Palemoon, SeaMonkey, Firefox (with Classic Theme Restorer and some other extensions to make it usable) — all depending on what you need.
 
I honestly feel like most of you guys here give Google/Chrome a pass with all the spying Google does, while the torches and pitchforks come out for Win10.
 
Man, it's high noon to start surfing the web only from within a VirtualBox session I guess, and maybe just on a Linux guest too. Sounds like the browser wants to collect information, instead of help me browse information.
 
While I am sure there are some great potential uses for this capability, and the user does have to grant permission, it also does not seem to be a stretch to envision how this might be abused.

It'll be abused. In the past, to test a theory, I used a few modules and some custom lines of code to extract the GPS location of a person who viewed an image on their mobile phone. It did this without permission of the user to share their location.

Essentially, I sent them an image link in a text message, in actuality, the image.jpeg was really a custom script with HTML to look like it was the standard browser image viewer. In the background, the script acquired your location lat/lon from the OS and emailed it back to me. I only ever used it on my sister/dad as unknowing test subjects. I doubt it still works, as that was a year ago.

So I can see this having potential abuses until they're found and patched.
 
Man, it's high noon to start surfing the web only from within a VirtualBox session I guess, and maybe just on a Linux guest too. Sounds like the browser wants to collect information, instead of help me browse information.

Google wants to collect information, for sure. It's what they're dependent on, it's what they do. No one should be surprised that a Google product collects information.
 
People do realise that Google's Chrome is based around the open source browser 'Chromium'?!

It's literally identical to Chrome with none of the privacy issues.
 
People do realise that Google's Chrome is based around the open source browser 'Chromium'?!

It's literally identical to Chrome with none of the privacy issues.

Except for those times when Google has snuck closed "black box" packages into Chromium after the fact, anyway.

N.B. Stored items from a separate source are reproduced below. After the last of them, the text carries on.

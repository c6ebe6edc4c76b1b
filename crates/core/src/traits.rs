//! Capability traits for host-environment access
//!
//! The sync engine never talks to the terminal, the process table or the
//! environment directly. It goes through these traits, so decision logic
//! (stale-lock detection, automation refusal, interactive conflict
//! resolution) can be exercised with scripted doubles.
//!
//! Real implementations live in `mentat_engine::system` and the CLI's
//! terminal prompt.

use crate::Result;
use std::path::Path;

/// Process liveness interface
///
/// Isolates "is this process alive" because the mechanism differs by host
/// (signal 0 on Unix, process handles elsewhere).
pub trait ProcessProbe {
    /// Whether a process with this id currently exists
    fn is_alive(&self, pid: u32) -> bool;

    /// Id of the calling process
    fn current_pid(&self) -> u32;
}

impl<T: ProcessProbe + ?Sized> ProcessProbe for &T {
    fn is_alive(&self, pid: u32) -> bool {
        (**self).is_alive(pid)
    }

    fn current_pid(&self) -> u32 {
        (**self).current_pid()
    }
}

/// Facts about how the current process was launched
///
/// Used by the force-reset gate to decide whether a human is at the
/// keyboard. Every method is best-effort: `None`/`false` means "could not
/// establish", never "definitely not".
///
/// # Examples
///
/// ```ignore
/// fn launched_by_ci(ctx: &dyn InvocationContext) -> bool {
///     ctx.env_var("CI").is_some()
/// }
/// ```
pub trait InvocationContext {
    /// Whether standard input is attached to a terminal
    fn stdin_is_terminal(&self) -> bool;

    /// Whether standard output is attached to a terminal
    fn stdout_is_terminal(&self) -> bool;

    /// Executable name of the parent process, if it can be determined
    fn parent_process_name(&self) -> Option<String>;

    /// Value of an environment variable
    fn env_var(&self, key: &str) -> Option<String>;
}

/// Blocking interactive prompt
///
/// Every interaction with the user goes through this trait so that the
/// conflict resolver and the force-reset confirmation can be driven by a
/// scripted double in tests.
///
/// # Examples
///
/// ```ignore
/// fn ask(prompt: &dyn UserPrompt) -> Result<bool> {
///     let choice = prompt.select("Keep which version?", &["local", "remote"])?;
///     Ok(choice == 0)
/// }
/// ```
pub trait UserPrompt {
    /// Present a menu and return the index of the chosen item
    fn select(&self, prompt: &str, items: &[&str]) -> Result<usize>;

    /// Ask a yes/no question
    fn confirm(&self, prompt: &str, default: bool) -> Result<bool>;

    /// Read one line of free text
    fn input(&self, prompt: &str) -> Result<String>;

    /// Open a file in the user's editor and block until it closes
    fn edit_file(&self, path: &Path) -> Result<()>;

    /// Display informational text (diffs, warnings)
    fn show(&self, text: &str);
}
//! # Mentat sync engine
//!
//! Keeps a dotfiles repository consistent across machines:
//!
//! - **Lock Manager**: one sync cycle per machine, stale locks reclaimed
//! - **Symlink Manager**: links the repository's `home/` tree into place
//! - **Health Evaluator**: five sub-scores, auto-repair below 70
//! - **Conflict Resolver**: policy-driven merge strategies with backups
//! - **Sync Orchestrator**: the lock-protected push/pull/link/registry cycle
//! - **Force-Reset Protocol**: safety-gated replacement of local state
//!
//! Everything touching git, the host or persisted state goes through the
//! capability traits in [`git`], [`state`] and `mentat_core`, so the logic
//! can be driven with fakes.

pub mod backup;
pub mod conflict;
pub mod error;
pub mod git;
pub mod health;
pub mod hooks;
pub mod lock;
pub mod registry;
pub mod reset;
pub mod state;
pub mod symlink;
pub mod sync;
pub mod system;
pub mod workspace;

pub use error::{Error, Result};

pub use conflict::{ConflictResolver, MergeStrategy};
pub use git::{GitCli, GitProvider};
pub use health::{HealthEvaluator, HealthReport, HealthState};
pub use lock::LockManager;
pub use reset::{ForceReset, ResetOptions};
pub use state::{FileStateStore, Journal, MemoryStateStore, StateStore};
pub use symlink::SymlinkManager;
pub use sync::{ForcePull, ForcePullOutcome, SyncMode, SyncOrchestrator, SyncReport};
pub use workspace::Workspace;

and any browser that uses Blink is still helping push Google's proprietary nonsense over inter-operable standards.
 
People do realise that Google's Chrome is based around the open source browser 'Chromium'?!

It's literally identical to Chrome with none of the privacy issues.
comes absent with some features incluing no reliable auto-update or update notification and I have had certificates problems with it as well, while Chrome just hums along. I would say it's crippled to the average user. I'm trying out more obscure browsers now like Brave, Vivaldi.
 
comes absent with some features incluing no reliable auto-update or update notification and I have had certificates problems with it as well, while Chrome just hums along. I would say it's crippled to the average user. I'm trying out more obscure browsers now like Brave, Vivaldi.

In an OS with a package manager (like Linux) you don't have that problem.

I use Chrome over Chromium mostly for historical purposes. back in the day I needed flash support for something, and Chrome has built in Flash, Chromium does not. This really isnt an issue for me anymore though. I ought to switch back.
 
oh yeah, i used chrome for a loong time but i had enough with it, im in the process of dumping all my 10+ years gmail accounts too, fuckem, theyre just a data mining shitty ads company anyway.

Don't forget Android too if you use one of their phones.

I'd love to see a stripped down ROM without all of their spying/data mining junk.
 
When I first started using Linux I downloaded and used Chromium for quite some time as I didn't associate the difference between it and Google Chrome. I have to say, in all that time I never had an issue - I just used to wonder why the icon was blue!
 
What *possible* legit use could this have? Oh, I know. Three-letter agency shenanigans.
 
I'm with the Tweeters in that article: How do I turn this off and keep it that way?
 
Wow, that sounds like a horrible, useless, potentially dangerous ability to add to a web browser.